From determining the most convenient rider pickup points to predicting the fastest routes, Uber aims to use data-driven analytics to create seamless trip experiences. Within engineering, analytics inform decision-making processes across the board.
One of the distinct challenges for Uber is analyzing geospatial big data. City locations, trips, and event information, for instance, provide insights that can improve business decisions and better serve users. Geospatial data analysis is particularly challenging, especially in a big data scenario, such as computing how many rides start at a transit location, how many drivers are crossing state lines, and so on. For these analytical requests, we must achieve efficiency, usability, and scalability in order to meet user needs and business requirements.

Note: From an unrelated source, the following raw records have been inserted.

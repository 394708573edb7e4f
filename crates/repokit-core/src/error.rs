//! Error types for repokit
//!
//! This module defines all error types used throughout the crate.

use thiserror::Error;

/// Result type alias for repokit operations
pub type Result<T> = std::result::Result<T, Error>;

/// Core error type for repokit
#[derive(Error, Debug)]
pub enum Error {
    /// Filesystem errors (reading, writing or listing source files)
    #[error("I/O error: {0}")]
    Io(#[from] std::io::Error),

    /// JSON serialization/deserialization errors
    #[error("JSON error: {0}")]
    Json(#[from] serde_json::Error),

    /// Configuration errors
    #[error("Configuration error: {0}")]
    Config(String),

    /// Source tree scanning errors
    #[error("Scan error: {0}")]
    Scan(String),

    /// Fixer lookup or application errors
    #[error("Fixer error: {0}")]
    Fixer(String),

    /// HTTP client errors (from provider APIs)
    #[error("HTTP error: {0}")]
    Http(String),

    /// Registrar rejected the credentials
    #[error("Authentication failed: {0}")]
    Authentication(String),

    /// Rate limiting errors
    #[error("Rate limited: {0}")]
    RateLimited(String),

    /// Domain unknown to the registrar account
    #[error("Not found: {0}")]
    NotFound(String),

    /// Provider-specific error
    #[error("Provider error ({provider}): {message}")]
    Provider {
        /// Provider name
        provider: String,
        /// Error message
        message: String,
    },

    /// Generic error with context
    #[error("{0}")]
    Other(String),
}

impl Error {
    /// Create a configuration error
    pub fn config(msg: impl Into<String>) -> Self {
        Self::Config(msg.into())
    }

    /// Create a scan error
    pub fn scan(msg: impl Into<String>) -> Self {
        Self::Scan(msg.into())
    }

    /// Create a fixer error
    pub fn fixer(msg: impl Into<String>) -> Self {
        Self::Fixer(msg.into())
    }

    /// Create an HTTP error
    pub fn http(msg: impl Into<String>) -> Self {
        Self::Http(msg.into())
    }

    /// Create an authentication error
    pub fn auth(msg: impl Into<String>) -> Self {
        Self::Authentication(msg.into())
    }

    /// Create a rate limit error
    pub fn rate_limited(msg: impl Into<String>) -> Self {
        Self::RateLimited(msg.into())
    }

    /// Create a "not found" error
    pub fn not_found(msg: impl Into<String>) -> Self {
        Self::NotFound(msg.into())
    }

    /// Create a provider-specific error
    pub fn provider(provider: impl Into<String>, message: impl Into<String>) -> Self {
        Self::Provider {
            provider: provider.into(),
            message: message.into(),
        }
    }
}

/// Helper for converting anyhow::Error to our Error type
impl From<anyhow::Error> for Error {
    fn from(err: anyhow::Error) -> Self {
        Self::Other(err.to_string())
    }
}
// Console reports. Everything here goes to stdout; diagnostics go through
// tracing to stderr.

use repokit_core::traits::UpdateResult;
use repokit_core::{DnsReport, FileOutcome, FixReport, RecordConfig, RecordOutcome};

const BANNER_WIDTH: usize = 60;

fn banner() -> String {
    "=".repeat(BANNER_WIDTH)
}

/// Header printed before a fixer runs
pub fn fix_header(title: &str, dry_run: bool) -> String {
    let suffix = if dry_run { " (dry run)" } else { "" };
    format!("{}\n{}{}\n{}", banner(), title, suffix, banner())
}

/// One line per fixed file, then the totals
pub fn fix_body(report: &FixReport) -> String {
    let mut out = String::new();

    for outcome in report.fixed_files() {
        if let FileOutcome::Fixed {
            path,
            removed_lines,
        } = outcome
        {
            let name = path
                .file_name()
                .map(|n| n.to_string_lossy().into_owned())
                .unwrap_or_else(|| path.display().to_string());
            out.push_str(&format!("✓ {} (-{} lines)\n", name, removed_lines));
        }
    }

    out.push_str(&format!(
        "\n{}\nScanned: {} | Fixed: {} files | Removed: {} lines\n{}",
        banner(),
        report.scanned(),
        report.fixed(),
        report.removed_lines(),
        banner()
    ));
    out
}

/// `name: title` per fixer
pub fn fixer_list<'a>(fixers: impl Iterator<Item = (&'a str, &'a str)>) -> String {
    fixers
        .map(|(name, title)| format!("{:<24}{}", name, title))
        .collect::<Vec<_>>()
        .join("\n")
}

pub fn dns_header(domain: &str, dry_run: bool) -> String {
    let suffix = if dry_run { " (dry run)" } else { "" };
    format!(
        "{}\nDNS Record Configuration{}\n{}\nDomain: {}\n",
        banner(),
        suffix,
        banner(),
        domain
    )
}

pub fn record_attempt(record: &RecordConfig, domain: &str) -> String {
    format!(
        "Adding {} record: {} -> {}",
        record.record_type,
        record.fqdn(domain),
        record.data
    )
}

pub fn record_result(outcome: &RecordOutcome) -> String {
    let record = &outcome.record;
    match &outcome.result {
        Ok(UpdateResult::Applied { .. }) => format!(
            "✓ Successfully configured {} record for {}\n",
            record.record_type, record.name
        ),
        Ok(UpdateResult::DryRun) => format!(
            "✓ Would configure {} record for {}\n",
            record.record_type, record.name
        ),
        Err(message) => {
            let optional = if record.required { "" } else { " (optional)" };
            format!(
                "✗ Failed to configure {} record{}\n  Response: {}\n",
                record.record_type, optional, message
            )
        }
    }
}

pub fn dns_summary(report: &DnsReport) -> String {
    if !report.succeeded() {
        return format!(
            "{}\n✗ DNS Configuration Failed\n{}\n\nPlease check the error messages above and try again.",
            banner(),
            banner()
        );
    }

    let mut out = format!(
        "{}\n✓ DNS Configuration Complete!\n{}\n\nDNS records configured:",
        banner(),
        banner()
    );
    for (i, outcome) in report.outcomes.iter().enumerate() {
        let record = &outcome.record;
        let note = if outcome.succeeded() { "" } else { " (skipped)" };
        out.push_str(&format!(
            "\n  {}. {}: {} -> {}{}",
            i + 1,
            record.record_type,
            record.fqdn(&report.domain),
            record.data,
            note
        ));
    }
    out.push_str("\n\nDNS propagation typically takes 5-15 minutes.");
    out
}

To accomplish this, we use Presto in our production environment to process the big data powering our interactive SQL engine. In this article, we discuss our engineering effort to optimize geospatial queries in Presto.
Using Presto at Uber
We chose Presto as our system’s SQL engine because of its scalability, high performance, and smooth integration with Hadoop. These properties make it a good fit for many of our teams.
Uber’s Presto ecosystem is made up of a variety of nodes that process data stored in Hadoop. Each Presto cluster has one “coordinator” node that compiles SQL and schedules tasks, as well as a number of “worker” nodes that jointly execute tasks. As detailed in Figure 1, the client sends SQL queries to our Presto coordinator, whose analyzer compiles SQL into an Abstract Syntax Tree (AST).
From there, the planner compiles the AST into a query plan, optimizing it for a fragmenter that then segments the plan into tasks. Next, the scheduler assigns each task—either reading files from the Hadoop Distributed File System (HDFS) or conducting aggregations—to a specific worker, and the node manager tracks their progress. Finally, results of these tasks are streamed to the client.
Hadoop infrastructure and analytics
Analytic data sets at Uber are captured in our Hadoop warehouse, including event logs replicated by Kafka, service-oriented architecture tables built with MySQL and Postgres, and trip data stored in Schemaless. We run Flink, Pinot, and MemSQL for streaming and real-time analysis of this data.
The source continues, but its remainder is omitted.